Tuesday 19 April 2016

SynchronizationContext

As promised in a previous post, it's time to talk about the SynchronizationContext, something that at first I found a bit confusing. Indeed it's not that complex, but for sure having some notes to come back to when needed will come handy.

The main point is, in what thread will the "continuation code" (the one after await or passed by to ContinueWith) run?. Sometimes we don't care, but in other occasions we need it to run in a specific thread (basically the UI thread).

This article is essential to understand the whole thing. If you are using await, the compiler already takes care of running the continuation in the correct Thread (if necessary). It does so by capturing the current context (when the Task is created, so it captures the context for the calling thread) and then when the continuation must run, if this captured context is not null the continuation code will be dispatched to it. Think of the SynchronizationContext as a sort of Task Scheduler. If you are not using await, but directly ContinueWith, you don't get this for free, you'll have to pass it in one of the ContinueWith overloads.

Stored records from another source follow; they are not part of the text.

//! Shape arithmetic for batched arrays.

/// Broadcast two shapes together using numpy rules: shapes are aligned on
/// their trailing axis, and an axis of size 1 stretches to match the other.
///
/// Returns `None` if the shapes are incompatible.
///
/// # Example:
/// ```
/// use kalman_linalg::shape::broadcast_shapes;
/// assert_eq!(broadcast_shapes(&[3, 1], &[4]), Some(vec![3, 4]));
/// assert_eq!(broadcast_shapes(&[], &[2, 5]), Some(vec![2, 5]));
/// assert_eq!(broadcast_shapes(&[3], &[4]), None);
/// ```
pub fn broadcast_shapes(a: &[usize], b: &[usize]) -> Option<Vec<usize>> {
    let ndim = a.len().max(b.len());
    let mut shape = vec![0; ndim];
    for (axis, out) in shape.iter_mut().enumerate() {
        // read both shapes right-aligned, missing leading axes count as 1
        let pick = |s: &[usize]| {
            (axis + s.len())
                .checked_sub(ndim)
                .map_or(1, |i| s[i])
        };
        *out = match (pick(a), pick(b)) {
            (x, y) if x == y => x,
            (1, y) => y,
            (x, 1) => x,
            _ => return None,
        };
    }
    Some(shape)
}

/// Convert a flat, row-major offset into a multi-index over `shape`.
///
/// # Example:
/// ```
/// use kalman_linalg::shape::unravel_index;
/// assert_eq!(unravel_index(5, &[2, 3]), vec![1, 2]);
/// assert_eq!(unravel_index(0, &[]), Vec::<usize>::new());
/// ```
pub fn unravel_index(mut flat: usize, shape: &[usize]) -> Vec<usize> {
    let mut index = vec![0; shape.len()];
    for (i, &len) in shape.iter().enumerate().rev() {
        if len == 0 {
            continue;
        }
        index[i] = flat % len;
        flat /= len;
    }
    index
}
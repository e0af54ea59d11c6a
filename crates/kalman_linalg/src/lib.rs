//! A small collection of extension traits and helpers on top of ndarray, for
//! working with batches of small dense covariance matrices. The
//! factorisations themselves are delegated to `nalgebra`.

use nalgebra as na;
use ndarray::{ArrayBase, Data, Ix1, Ix2};

pub mod batch;
pub mod cholesky;
pub mod shape;
pub mod triangular;

pub mod prelude {
    pub use super::{
        batch::{batch_mv, collapse_batch},
        cholesky::{Cholesky, CholeskyError},
        shape::{broadcast_shapes, unravel_index},
        triangular::{lower_log_diagonal_sum, solve_lower_triangular},
        KalmanFloat, Matrix, Vector,
    };
}

pub use cholesky::{Cholesky, CholeskyError};

/// Marker trait for floating point types used by the belief distributions.
/// - `ndarray::NdFloat` is a trait for floating point types that can be used
///   with ndarray. It is implemented for f32 and f64.
/// - `num_traits::FloatConst` gives access to π without a fallible cast.
/// - Copy, is to make some of the methods more ergonomic to use.
/// - `std::iter::Sum` is required to sum log-diagonals and quadratic forms.
///
/// `nalgebra::RealField` is not a supertrait, its methods would
/// collide with those of `num_traits::Float`. The same type is exposed
/// as [`KalmanFloat::Field`] when handing matrices to `nalgebra`.
pub trait KalmanFloat:
    ndarray::NdFloat + num_traits::FloatConst + Copy + std::iter::Sum
{
    /// This type, as seen by `nalgebra`.
    type Field: na::RealField + Copy;

    fn into_field(self) -> Self::Field;
    fn from_field(field: Self::Field) -> Self;

    /// Convert a configuration constant into this precision.
    /// Rounds to nearest for `f32`.
    fn from_f64_lossy(value: f64) -> Self;

    /// `0.5`, spelled out so the density formulas stay readable.
    #[inline(always)]
    fn half() -> Self {
        Self::one() / (Self::one() + Self::one())
    }

    /// `2π`
    #[inline(always)]
    fn two_pi() -> Self {
        Self::PI() + Self::PI()
    }
}

impl KalmanFloat for f32 {
    type Field = Self;

    #[inline(always)]
    fn into_field(self) -> Self::Field {
        self
    }

    #[inline(always)]
    fn from_field(field: Self::Field) -> Self {
        field
    }

    #[allow(clippy::cast_possible_truncation)]
    #[inline(always)]
    fn from_f64_lossy(value: f64) -> Self {
        value as Self
    }
}

impl KalmanFloat for f64 {
    type Field = Self;

    #[inline(always)]
    fn into_field(self) -> Self::Field {
        self
    }

    #[inline(always)]
    fn from_field(field: Self::Field) -> Self {
        field
    }

    #[inline(always)]
    fn from_f64_lossy(value: f64) -> Self {
        value
    }
}

pub type Vector<T> = ndarray::Array1<T>;
pub type Matrix<T> = ndarray::Array2<T>;

pub(crate) fn to_na_matrix<T, S>(matrix: &ArrayBase<S, Ix2>) -> na::DMatrix<T::Field>
where
    T: KalmanFloat,
    S: Data<Elem = T>,
{
    let (nrows, ncols) = matrix.dim();
    na::DMatrix::from_fn(nrows, ncols, |i, j| matrix[[i, j]].into_field())
}

pub(crate) fn to_na_vector<T, S>(vector: &ArrayBase<S, Ix1>) -> na::DVector<T::Field>
where
    T: KalmanFloat,
    S: Data<Elem = T>,
{
    na::DVector::from_iterator(vector.len(), vector.iter().map(|x| x.into_field()))
}

pub(crate) fn from_na_matrix<T: KalmanFloat>(matrix: &na::DMatrix<T::Field>) -> Matrix<T> {
    Matrix::from_shape_fn(matrix.shape(), |(i, j)| T::from_field(matrix[(i, j)]))
}

pub(crate) fn from_na_vector<T: KalmanFloat>(vector: &na::DVector<T::Field>) -> Vector<T> {
    vector.iter().map(|&x| T::from_field(x)).collect()
}

#[cfg(test)]
mod tests {
    use super::*;

    use approx::assert_relative_eq;
    use paste::paste;

    macro_rules! test_float_constants {
        ($name:ident: $ty:ty) => {
            paste! {
                #[test]
                fn [<$name _half_and_two_pi>]() {
                    assert_relative_eq!(<$ty>::half(), 0.5);
                    assert_relative_eq!(<$ty>::two_pi(), 2.0 * std::f64::consts::PI as $ty);
                }

                #[test]
                fn [<$name _from_f64_lossy>]() {
                    assert_relative_eq!(<$ty>::from_f64_lossy(1e-6), 1e-6);
                    assert_relative_eq!(<$ty>::from_f64_lossy(-3.25), -3.25);
                }
            }
        };
    }

    #[test]
    fn nalgebra_conversions_keep_row_major_order() {
        let matrix = ndarray::array![[1.0, 2.0, 3.0], [4.0, 5.0, 6.0]];
        let converted = to_na_matrix(&matrix);
        assert_eq!(converted.shape(), (2, 3));
        assert_eq!(converted[(0, 2)], 3.0);
        assert_eq!(converted[(1, 0)], 4.0);
        assert_eq!(from_na_matrix::<f64>(&converted), matrix);

        let vector = ndarray::array![1.0_f32, -2.0];
        assert_eq!(from_na_vector::<f32>(&to_na_vector(&vector)), vector);
    }

    test_float_constants!(kalman_float_f32: f32);
    test_float_constants!(kalman_float_f64: f64);
}
use ndarray::{ArrayBase, Data, Ix1, Ix2};

use crate::{from_na_vector, to_na_matrix, to_na_vector, KalmanFloat, Vector};

/// Solve `L·x = b` by forward substitution, where `L` is lower triangular.
///
/// Only the lower triangle of `l` is read. Returns `None` if `L` has a zero on
/// its diagonal, i.e. the system is singular.
///
/// # Panics
/// Panics if `l` is not square or its size differs from the length of `b`.
pub fn solve_lower_triangular<T, S1, S2>(l: &ArrayBase<S1, Ix2>, b: &ArrayBase<S2, Ix1>) -> Option<Vector<T>>
where
    T: KalmanFloat,
    S1: Data<Elem = T>,
    S2: Data<Elem = T>,
{
    let n = b.len();
    assert_eq!(l.dim(), (n, n), "solve_lower_triangular: dimension mismatch");

    let x = to_na_matrix(l).solve_lower_triangular(&to_na_vector(b))?;
    Some(from_na_vector(&x))
}

/// `Σ log Lᵢᵢ`, which is half the log-determinant of `L·Lᵗ`.
///
/// Summing logs of the diagonal avoids the overflow and underflow a
/// determinant of the full matrix runs into.
pub fn lower_log_diagonal_sum<T, S>(l: &ArrayBase<S, Ix2>) -> T
where
    T: KalmanFloat,
    S: Data<Elem = T>,
{
    l.diag().iter().map(|x| x.ln()).sum()
}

As explained in that article, you can think of the following code:

await FooAsync();
RestOfMethod();

as being similar in nature to this:

var t = FooAsync();

var currentContext = SynchronizationContext.Current;

t.ContinueWith(delegate

{

    if (currentContext == null)

        RestOfMethod();

    else

        currentContext.Post(delegate { RestOfMethod(); }, null);

}, TaskScheduler.Current);

After reading this impressive post about how the waiting for an I/O operation to complete works, one question comes to mind, the "if" conditional in the ContinueWith, in what thread does it run?

Since the library/BCL is using the standard P/Invoke overlapped I/O system, it has already registered the handle with the I/O Completion Port (IOCP), which is part of the thread pool. So an I/O thread pool thread is borrowed briefly to execute the APC, which notifies the task that it’s complete.

The task has captured the UI context, so it does not resume the async method directly on the thread pool thread. Instead, it queues the continuation of that method onto the UI context, and the UI thread will resume executing that method when it gets around to it.

One could think that it runs in the I/O thread pool, but that would mean that "RestOfMethod" runs also there if the context is null, that would seem strange to me. So I would say (but it's just an assumption, I could be completely wrong), that the I/O thread pool thread calls into another thread to run the condition, and then either continues or dispatchs it to the corresponding thread for that context.

The another fundamental element to the SynchronizationContext is the ConfigureAwait method. If you call it with false, the dispatch to the captured context will not be done. This is important for library code. If you are writing code that creates tasks in your library, you should not care there about capturing the synchronization context and dispatching, this is a concern that should be only at an upper level (the one managing the UI). Let's see:

//UI, button handler
string st = await new Downloader(this.logger).DownloadAndFormat(address);
this.ResultDisplay.Text = st;

//library code (in the Downloader class)
public async Task DownloadAndFormat(string address)
{ 
HttpClient client = new HttpClient();
HttpResponseMessage response = await client.GetAsync(address);
string formatted = await response.ReadAsStringAsync();
return formatted.Trim().ToUpper();
}

So the UI thread calls into DownloadAndFormat and it continues executing the await client.GetAsync call. As we've seen the compiler will capture the synchronizationContext and execute the continuation in it. As the Task creation happens in the UI thread, the continuation will be dispatched there also, and the same will happen with the next continuation (the one ofter ReadAsStringAsync). In principle we should not care about those continuations running in the UI Thread, it's not necessary, but should not cause trouble, or yes? Yes, as you can see in different articles, if the caller (the code in the UI handler) did something a bit weird, we would get into a deadlock. How?

//UI, button handler
string st = new Downloader(this.logger).DownloadAndFormat(address).Result;
this.ResultDisplay.Text = st;
 
 

The above code seems a bit strange, rather than await it's getting blocked in the .Result access. Weird, but valid code. So there the UI thread is blocked waiting for the Result of the Task, but in the DoanloadAndFormat method, as the continuation is being dispatched to the captured context, we are also blocked waiting for the UI thread, hence, we have a deadlock!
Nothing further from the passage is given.